Examining doctors’ various issues in communicating with insurers to obtain reimbursement, the economists find, “physicians lose 18% of Medicaid revenue to billing problems, compared with 4.7% for Medicare and 2.4% for commercial insurers.” Bureaucratic “hurdles are quantitatively just as important as payment rates for explaining variation in physicians’ willingness to treat Medicaid patients.”
Fortunately, companies are beginning to offer services to state governments that could make Medicaid work similarly to commercial insurers, which have the fewest billing problems. For example, technology provider Unite Us unveiled a new service in 2024 that provides real-time beneficiary eligibility verification “to confirm the appropriate health plan to bill in order to be reimbursed for Health-Related Social Needs (HRSN) services.” As a result, providers need not face endless bureaucratic hurdles for “taking a chance” on a Medicaid patient.
There is also real value in private sector partners utilizing data to ensure limited taxpayer dollars go as far as possible toward helping people and assisting beneficiaries in transitioning off Medicaid and other public benefits.
- Harness Private Insurance to Cover Medicaid Patients.
The OBBB stipulates that, to receive Medicaid benefits, individuals must be working, engaged in community service (e.g., volunteering) or receiving education or work training at least 80 hours per month. Taxpayers will save about $30 billion per year from the enactment of Medicaid work requirements, and about $100 billion per year once other Medicaid provisions of the bill (e.g., more frequent eligibility checks, curtailing state-directed payments) are taken into account.
Even more ambitious reforms could add significant savings to these welcome reforms. One approach would be a means-tested, refundable tax credit of approximately $550 per month for individuals to go out and purchase the private healthcare plan of their choice. This would allow households to purchase mid-tier “silver” health insurance plans (which typically cost less than $550 monthly in low-income states such as Mississippi). Assuming a beneficiary population base of 75 million, this would save taxpayers $300 billion per year. Even if Congress used half of those annual savings to reimburse miscellaneous expenses (e.g., high co-pays, out-of-pocket medication costs), taxpayers would still save $150 billion annually on top of OBBB savings.

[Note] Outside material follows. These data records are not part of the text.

//! Supported devices and the codec operations on them.

use log::debug;

use crate::Manufacturer;
use crate::codec::{self, Report};
use crate::devices::{dstation, prophet08, remote_sl};
use crate::error::FormatError;
use crate::framing::{self, Framing, PatchNumber, Variant};
use crate::layout::Layout;
use crate::model::Model;
use crate::packing::Packed;

/// How the payload is carried in the message.
#[derive(Debug, Copy, Clone, PartialEq, Eq, Hash)]
pub enum Packing {
    Raw,
    SevenBit,
}

/// Everything the codec needs to know about one device.
#[derive(Debug)]
pub struct DeviceSpec {
    pub name: &'static str,
    pub manufacturer: Manufacturer,
    pub framings: &'static [Framing],
    pub packing: Packing,
    pub layout: Layout,
}

impl DeviceSpec {
    pub fn framing(&self, variant: Variant) -> Option<&Framing> {
        self.framings.iter().find(|f| f.variant == variant)
    }

    /// Turns a transmitted payload into the buffer the layout describes.
    pub fn decode_payload(&self, transmitted: &[u8]) -> Vec<u8> {
        let mut payload = match self.packing {
            Packing::Raw => transmitted.to_vec(),
            Packing::SevenBit => transmitted.unpacked(),
        };
        payload.resize(self.layout.size, 0);
        payload
    }

    pub fn encode_payload(&self, payload: &[u8]) -> Vec<u8> {
        match self.packing {
            Packing::Raw => payload.to_vec(),
            Packing::SevenBit => payload.packed(),
        }
    }
}

/// Control layout of the ReMOTE SL family.
#[derive(Debug, Copy, Clone, PartialEq, Eq, Hash)]
pub enum SlLayout {
    Standard,
    /// Compact models: encoders instead of pots, faders and cross-fader.
    Compact,
}

/// A supported device.
#[derive(Debug, Copy, Clone, PartialEq, Eq, Hash)]
pub enum Device {
    RemoteSl(SlLayout),
    DStation,
    Prophet08,
}

impl Device {
    /// Devices tried by [`identify`]. The two SL layouts share a format,
    /// so only the standard one is listed.
    pub const RECOGNIZABLE: [Device; 3] = [
        Device::RemoteSl(SlLayout::Standard),
        Device::DStation,
        Device::Prophet08,
    ];

    pub fn spec(&self) -> &'static DeviceSpec {
        match self {
            Device::RemoteSl(SlLayout::Standard) => &*remote_sl::STANDARD,
            Device::RemoteSl(SlLayout::Compact) => &*remote_sl::COMPACT,
            Device::DStation => &*dstation::SPEC,
            Device::Prophet08 => &*prophet08::SPEC,
        }
    }

    pub fn name(&self) -> &'static str {
        self.spec().name
    }

    pub fn layout(&self) -> &'static Layout {
        &self.spec().layout
    }

    pub fn recognize(&self, data: &[u8]) -> bool {
        self.classify(data).is_some()
    }

    pub fn classify(&self, data: &[u8]) -> Option<Variant> {
        framing::classify(self.spec().framings, data).map(|f| f.variant)
    }

    /// Loads a message into the model.
    pub fn parse(&self, data: &[u8], model: &mut Model) -> Result<Report, FormatError> {
        let spec = self.spec();
        let framing = framing::classify(spec.framings, data)
            .ok_or(FormatError::Unrecognized { device: spec.name, length: data.len() })?;
        debug!("{}: parsing {:?} message", spec.name, framing.variant);

        let mut report = Report::new(framing.variant);
        match framing.number {
            PatchNumber::At(position) => model.set("number", data[position]),
            PatchNumber::Sentinel { .. } => model.set("number", 0),
            PatchNumber::Absent => {},
        }
        if let Some(position) = framing.bank {
            model.set("bank", data[position]);
        }

        if let (Device::DStation, Variant::Bank) = (self, framing.variant) {
            dstation::parse_bank_slot(data, 0, model, &mut report)?;
            return Ok(report);
        }

        let payload = spec.decode_payload(framing.payload(data));
        codec::parse(&spec.layout, &payload, model, &mut report);
        Ok(report)
    }

    /// Builds a message of the given variant from the model.
    pub fn emit(&self, model: &Model, variant: Variant) -> Result<Vec<u8>, FormatError> {
        let spec = self.spec();
        let framing = spec.framing(variant)
            .filter(|f| f.emits)
            .ok_or(FormatError::UnsupportedVariant { device: spec.name, variant })?;

        let mut payload = vec![0u8; spec.layout.size];
        let clamps = codec::emit(&spec.layout, model, &mut payload);
        debug!("{}: emitting {:?} message, {} values clamped", spec.name, variant, clamps.len());

        let number = model.get("number").clamp(0, 127) as u8;
        let bank = model.get("bank").clamp(0, 127) as u8;
        framing.frame(&spec.encode_payload(&payload), number, bank)
    }

    /// Wraps an already encoded payload (as transmitted) into a message.
    pub fn frame(&self, payload: &[u8], variant: Variant, number: Option<u8>) -> Result<Vec<u8>, FormatError> {
        let spec = self.spec();
        let framing = spec.framing(variant)
            .ok_or(FormatError::UnsupportedVariant { device: spec.name, variant })?;
        framing.frame(payload, number.unwrap_or(0), 0)
    }

    /// A model holding the default of every parameter.
    pub fn init_model(&self) -> Model {
        let spec = self.spec();
        let mut model = Model::new();
        if spec.framings.iter().any(|f| f.bank.is_some()) {
            model.set("bank", 0);
        }
        if spec.framings.iter().any(|f| f.number != PatchNumber::Absent) {
            model.set("number", 0);
        }
        codec::load_defaults(&spec.layout, &mut model);
        model
    }
}

/// Finds the device and variant of a message.
pub fn identify(data: &[u8]) -> Option<(Device, Variant)> {
    Device::RECOGNIZABLE.iter()
        .find_map(|d| d.classify(data).map(|v| (*d, v)))
}

#[cfg(test)]
mod tests {
    use super::*;
    use crate::layout::Encoding;

    #[test]
    fn layouts_have_no_unexplained_overlaps() {
        for device in [Device::RemoteSl(SlLayout::Standard), Device::RemoteSl(SlLayout::Compact),
                       Device::DStation, Device::Prophet08] {
            let overlaps = device.layout().overlaps();
            assert!(overlaps.is_empty(), "{}: {:?}", device.name(), overlaps);
        }
    }

    #[test]
    fn emit_sizes_match_framings() {
        for device in Device::RECOGNIZABLE {
            let model = device.init_model();
            for framing in device.spec().framings.iter().filter(|f| f.emits) {
                let data = device.emit(&model, framing.variant).unwrap();
                assert_eq!(data.len(), framing.length());
                assert_eq!(identify(&data), Some((device, framing.variant)));
            }
        }
    }

    #[test]
    fn unsupported_variant_is_an_error() {
        let model = Model::new();
        assert_eq!(Device::Prophet08.emit(&model, Variant::Write),
            Err(FormatError::UnsupportedVariant { device: "Prophet '08", variant: Variant::Write }));
        assert_eq!(Device::DStation.emit(&model, Variant::Bank),
            Err(FormatError::UnsupportedVariant { device: "D-Station", variant: Variant::Bank }));
    }

    #[test]
    fn every_table_index_survives_encode_and_decode() {
        for device in [Device::RemoteSl(SlLayout::Standard), Device::RemoteSl(SlLayout::Compact),
                       Device::DStation, Device::Prophet08] {
            for field in device.layout().fields() {
                if let Encoding::TableMapped(map) = field.encoding {
                    for i in 0..map.len() {
                        assert_eq!(map.decode(map.encode(i)), i, "{}: {} index {}", device.name(), field.name, i);
                    }
                }
            }
        }
    }

    #[test]
    fn messages_carry_the_device_manufacturer() {
        for device in Device::RECOGNIZABLE {
            let model = device.init_model();
            for framing in device.spec().framings.iter().filter(|f| f.emits) {
                let data = device.emit(&model, framing.variant).unwrap();
                let message = crate::Message::new(&data).unwrap();
                assert_eq!(message.manufacturer(), Some(device.spec().manufacturer));
            }
        }
    }

    #[test]
    fn garbage_is_not_identified() {
        assert_eq!(identify(&[]), None);
        assert_eq!(identify(&[0xf0, 0x7e, 0x00, 0x06, 0x01, 0xf7]), None);
        assert!(Device::Prophet08.parse(&[0xf0, 0xf7], &mut Model::new()).is_err());
    }
}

Alternatively, policymakers could pursue some combination of lower tax credit subsidies (say, $400 per month) and direct reimbursements to hospitals providing free care. These alternative policies would not only be better for taxpayers but would also give low-income households a far better (private) insurance product.
- Reform State-Level Certificate-of-Need (CON) Laws.
Healthcare is likely the most regulated industry in the U.S., with barriers to entry and standards of care dictated by the federal government and states contributing to roughly $5 trillion in total annual national health expenditures. New entrants in the provider space can treat patients and bolster competition, but existing industry participants use state laws to deter entry.
As the Reason Foundation noted in a 2021 analysis, “State-level [CON] laws require health care providers to receive government approval to construct new facilities, expand existing ones, or offer new medical services. To gain approval, health care providers are often required to demonstrate that there is an unmet need for additional capacity. However, existing providers–who have an interest in limiting competition–may block new entrants and competitors by arguing that there is no additional need.”
Fortunately, the Centers for Medicare and Medicaid Services is addressing how it can work with states to limit these laws and bolster healthcare competition in the process. That’s important because lower supply of healthcare facilities directly results in higher prices and reimbursements paid out in the Medicaid program. Nixing these needless rules can save taxpayers and consumers significant sums of money.
Conclusion
Medicaid is a significant driver of the $37 trillion national debt. A few commonsense reforms, and a shift toward market-based solutions, can go a long way toward restoring fiscal sanity to the program and providing beneficiaries with the care they deserve.